Dataset entries =
━━━━━━━━━━
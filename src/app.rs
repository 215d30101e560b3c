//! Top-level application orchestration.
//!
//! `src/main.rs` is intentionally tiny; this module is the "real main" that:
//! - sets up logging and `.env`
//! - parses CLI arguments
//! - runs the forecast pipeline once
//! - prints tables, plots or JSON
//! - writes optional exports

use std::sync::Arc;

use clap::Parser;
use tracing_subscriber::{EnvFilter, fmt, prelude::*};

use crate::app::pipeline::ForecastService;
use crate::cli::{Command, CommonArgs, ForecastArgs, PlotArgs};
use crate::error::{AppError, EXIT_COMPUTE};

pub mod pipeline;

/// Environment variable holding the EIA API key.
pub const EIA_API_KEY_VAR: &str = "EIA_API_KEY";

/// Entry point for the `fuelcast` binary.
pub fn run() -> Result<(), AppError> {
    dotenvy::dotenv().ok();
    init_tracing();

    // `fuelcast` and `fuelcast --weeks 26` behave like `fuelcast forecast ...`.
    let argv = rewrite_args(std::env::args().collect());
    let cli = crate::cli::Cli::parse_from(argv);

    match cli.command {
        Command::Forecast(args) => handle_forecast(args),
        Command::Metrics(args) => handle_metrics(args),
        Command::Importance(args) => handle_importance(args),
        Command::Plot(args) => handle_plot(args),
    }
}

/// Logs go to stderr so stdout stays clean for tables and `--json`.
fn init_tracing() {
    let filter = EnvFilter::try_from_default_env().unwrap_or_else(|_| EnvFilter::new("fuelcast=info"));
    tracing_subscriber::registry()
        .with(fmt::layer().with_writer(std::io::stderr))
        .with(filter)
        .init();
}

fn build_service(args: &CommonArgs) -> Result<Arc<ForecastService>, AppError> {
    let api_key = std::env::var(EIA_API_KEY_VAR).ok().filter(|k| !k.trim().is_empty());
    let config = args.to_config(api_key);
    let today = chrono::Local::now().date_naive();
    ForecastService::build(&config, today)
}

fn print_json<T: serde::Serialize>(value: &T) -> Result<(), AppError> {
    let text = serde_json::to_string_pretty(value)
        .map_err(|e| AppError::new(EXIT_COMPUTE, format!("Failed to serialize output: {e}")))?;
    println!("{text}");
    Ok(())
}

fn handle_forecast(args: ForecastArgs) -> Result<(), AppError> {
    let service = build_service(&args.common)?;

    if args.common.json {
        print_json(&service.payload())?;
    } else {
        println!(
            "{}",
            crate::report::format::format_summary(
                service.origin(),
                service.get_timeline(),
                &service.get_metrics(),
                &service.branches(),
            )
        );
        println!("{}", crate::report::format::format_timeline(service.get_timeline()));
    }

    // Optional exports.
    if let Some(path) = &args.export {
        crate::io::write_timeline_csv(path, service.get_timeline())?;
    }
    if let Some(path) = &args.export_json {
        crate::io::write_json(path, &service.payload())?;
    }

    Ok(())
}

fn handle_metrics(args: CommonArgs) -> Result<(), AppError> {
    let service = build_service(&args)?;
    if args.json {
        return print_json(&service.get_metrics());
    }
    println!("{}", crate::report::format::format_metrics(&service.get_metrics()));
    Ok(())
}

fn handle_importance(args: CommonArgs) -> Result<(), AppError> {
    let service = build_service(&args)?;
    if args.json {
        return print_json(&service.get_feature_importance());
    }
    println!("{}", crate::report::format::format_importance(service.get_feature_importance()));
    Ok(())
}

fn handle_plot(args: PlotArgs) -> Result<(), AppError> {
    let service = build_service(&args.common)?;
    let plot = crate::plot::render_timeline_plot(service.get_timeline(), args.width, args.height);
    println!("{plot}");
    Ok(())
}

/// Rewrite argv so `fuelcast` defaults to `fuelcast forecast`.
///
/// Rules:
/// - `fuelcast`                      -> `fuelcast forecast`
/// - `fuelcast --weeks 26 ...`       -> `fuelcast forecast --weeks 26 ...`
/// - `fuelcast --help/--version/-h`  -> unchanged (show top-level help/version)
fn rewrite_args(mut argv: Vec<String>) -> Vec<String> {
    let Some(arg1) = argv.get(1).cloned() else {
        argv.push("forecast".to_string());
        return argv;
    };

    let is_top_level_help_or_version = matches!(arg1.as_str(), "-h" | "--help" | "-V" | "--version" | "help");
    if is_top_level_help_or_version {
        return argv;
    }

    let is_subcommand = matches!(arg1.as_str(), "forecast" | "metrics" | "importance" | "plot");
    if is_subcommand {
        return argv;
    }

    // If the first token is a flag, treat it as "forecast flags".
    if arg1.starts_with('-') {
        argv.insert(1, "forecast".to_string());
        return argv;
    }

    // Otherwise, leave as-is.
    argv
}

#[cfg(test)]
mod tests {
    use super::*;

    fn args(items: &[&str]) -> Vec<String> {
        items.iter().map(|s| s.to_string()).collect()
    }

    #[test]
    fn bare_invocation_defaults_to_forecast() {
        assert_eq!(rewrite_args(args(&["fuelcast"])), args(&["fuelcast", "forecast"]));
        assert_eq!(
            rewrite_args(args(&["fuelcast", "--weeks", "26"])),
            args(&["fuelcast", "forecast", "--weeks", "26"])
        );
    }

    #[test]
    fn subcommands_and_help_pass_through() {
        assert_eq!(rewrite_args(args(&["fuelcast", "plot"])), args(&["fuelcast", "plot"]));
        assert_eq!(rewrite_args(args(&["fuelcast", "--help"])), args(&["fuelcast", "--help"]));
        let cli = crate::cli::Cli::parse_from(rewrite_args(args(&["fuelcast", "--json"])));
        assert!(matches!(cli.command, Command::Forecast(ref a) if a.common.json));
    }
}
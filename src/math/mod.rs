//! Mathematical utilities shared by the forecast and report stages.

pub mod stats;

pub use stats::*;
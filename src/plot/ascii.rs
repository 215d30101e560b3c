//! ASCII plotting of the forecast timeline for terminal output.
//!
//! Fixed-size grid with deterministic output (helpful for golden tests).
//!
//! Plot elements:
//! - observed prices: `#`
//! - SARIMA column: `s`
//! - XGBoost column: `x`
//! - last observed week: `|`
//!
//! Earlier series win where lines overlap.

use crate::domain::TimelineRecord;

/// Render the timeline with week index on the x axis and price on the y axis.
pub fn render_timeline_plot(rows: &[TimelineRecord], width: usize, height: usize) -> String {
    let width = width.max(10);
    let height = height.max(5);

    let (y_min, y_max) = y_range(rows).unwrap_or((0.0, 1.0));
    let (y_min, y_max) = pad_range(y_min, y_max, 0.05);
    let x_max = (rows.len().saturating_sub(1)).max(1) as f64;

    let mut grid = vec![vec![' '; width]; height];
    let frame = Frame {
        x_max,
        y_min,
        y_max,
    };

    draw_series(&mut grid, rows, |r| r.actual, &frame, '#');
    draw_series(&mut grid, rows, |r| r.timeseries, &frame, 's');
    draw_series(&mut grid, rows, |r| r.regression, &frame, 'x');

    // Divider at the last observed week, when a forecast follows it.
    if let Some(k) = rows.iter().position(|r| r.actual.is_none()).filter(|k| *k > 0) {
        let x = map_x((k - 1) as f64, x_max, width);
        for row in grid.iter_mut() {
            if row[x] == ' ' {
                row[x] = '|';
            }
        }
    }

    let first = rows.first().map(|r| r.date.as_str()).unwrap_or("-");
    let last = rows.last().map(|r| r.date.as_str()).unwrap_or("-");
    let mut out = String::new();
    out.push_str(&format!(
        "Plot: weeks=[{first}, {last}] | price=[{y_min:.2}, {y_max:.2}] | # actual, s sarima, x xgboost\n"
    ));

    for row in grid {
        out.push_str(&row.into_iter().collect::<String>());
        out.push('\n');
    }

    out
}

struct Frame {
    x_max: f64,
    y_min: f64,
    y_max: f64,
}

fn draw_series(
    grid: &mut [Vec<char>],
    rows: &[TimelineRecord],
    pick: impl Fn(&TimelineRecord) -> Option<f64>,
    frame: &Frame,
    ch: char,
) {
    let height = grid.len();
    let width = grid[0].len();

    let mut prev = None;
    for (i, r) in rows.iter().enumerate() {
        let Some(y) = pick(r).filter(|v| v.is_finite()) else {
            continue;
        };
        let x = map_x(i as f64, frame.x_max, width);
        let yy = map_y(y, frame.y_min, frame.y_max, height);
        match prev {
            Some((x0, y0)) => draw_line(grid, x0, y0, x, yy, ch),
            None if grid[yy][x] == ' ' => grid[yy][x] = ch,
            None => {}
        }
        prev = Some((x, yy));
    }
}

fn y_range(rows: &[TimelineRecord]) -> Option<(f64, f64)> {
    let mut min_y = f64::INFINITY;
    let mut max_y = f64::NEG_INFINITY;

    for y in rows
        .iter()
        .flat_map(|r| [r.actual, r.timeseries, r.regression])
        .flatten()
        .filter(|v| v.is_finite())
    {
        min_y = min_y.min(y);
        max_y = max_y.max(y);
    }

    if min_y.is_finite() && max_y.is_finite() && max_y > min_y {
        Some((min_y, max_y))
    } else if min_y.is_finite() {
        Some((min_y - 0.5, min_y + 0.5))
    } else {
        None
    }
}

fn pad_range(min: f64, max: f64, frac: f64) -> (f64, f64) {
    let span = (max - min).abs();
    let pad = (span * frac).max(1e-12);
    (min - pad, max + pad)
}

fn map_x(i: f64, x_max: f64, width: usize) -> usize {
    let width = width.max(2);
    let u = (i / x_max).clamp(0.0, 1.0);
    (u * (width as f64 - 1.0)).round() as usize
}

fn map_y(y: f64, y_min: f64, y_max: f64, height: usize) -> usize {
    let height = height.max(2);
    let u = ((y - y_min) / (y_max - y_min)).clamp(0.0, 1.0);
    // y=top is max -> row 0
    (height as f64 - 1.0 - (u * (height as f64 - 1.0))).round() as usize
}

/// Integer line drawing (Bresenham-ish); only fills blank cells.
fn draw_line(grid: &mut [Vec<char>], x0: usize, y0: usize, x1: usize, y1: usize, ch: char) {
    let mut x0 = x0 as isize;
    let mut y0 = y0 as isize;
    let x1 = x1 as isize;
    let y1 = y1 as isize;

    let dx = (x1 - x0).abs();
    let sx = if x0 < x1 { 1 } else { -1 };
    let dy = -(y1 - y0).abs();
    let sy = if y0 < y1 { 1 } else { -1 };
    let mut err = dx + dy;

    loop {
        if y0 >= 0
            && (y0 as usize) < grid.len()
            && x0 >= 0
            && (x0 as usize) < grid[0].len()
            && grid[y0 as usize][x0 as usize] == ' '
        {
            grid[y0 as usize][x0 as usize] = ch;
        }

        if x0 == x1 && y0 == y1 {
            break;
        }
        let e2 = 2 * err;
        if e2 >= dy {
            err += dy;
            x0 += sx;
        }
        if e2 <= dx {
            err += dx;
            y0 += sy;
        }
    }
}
━━━━━━━━━━
Problem to work on = If a line in the data holds the string "path", copy that line.

Expected answer =
    if let Some(path) = &args.export {
        crate::io::write_timeline_csv(path, service.get_timeline())?;
    if let Some(path) = &args.export_json {
        crate::io::write_json(path, &service.payload())?;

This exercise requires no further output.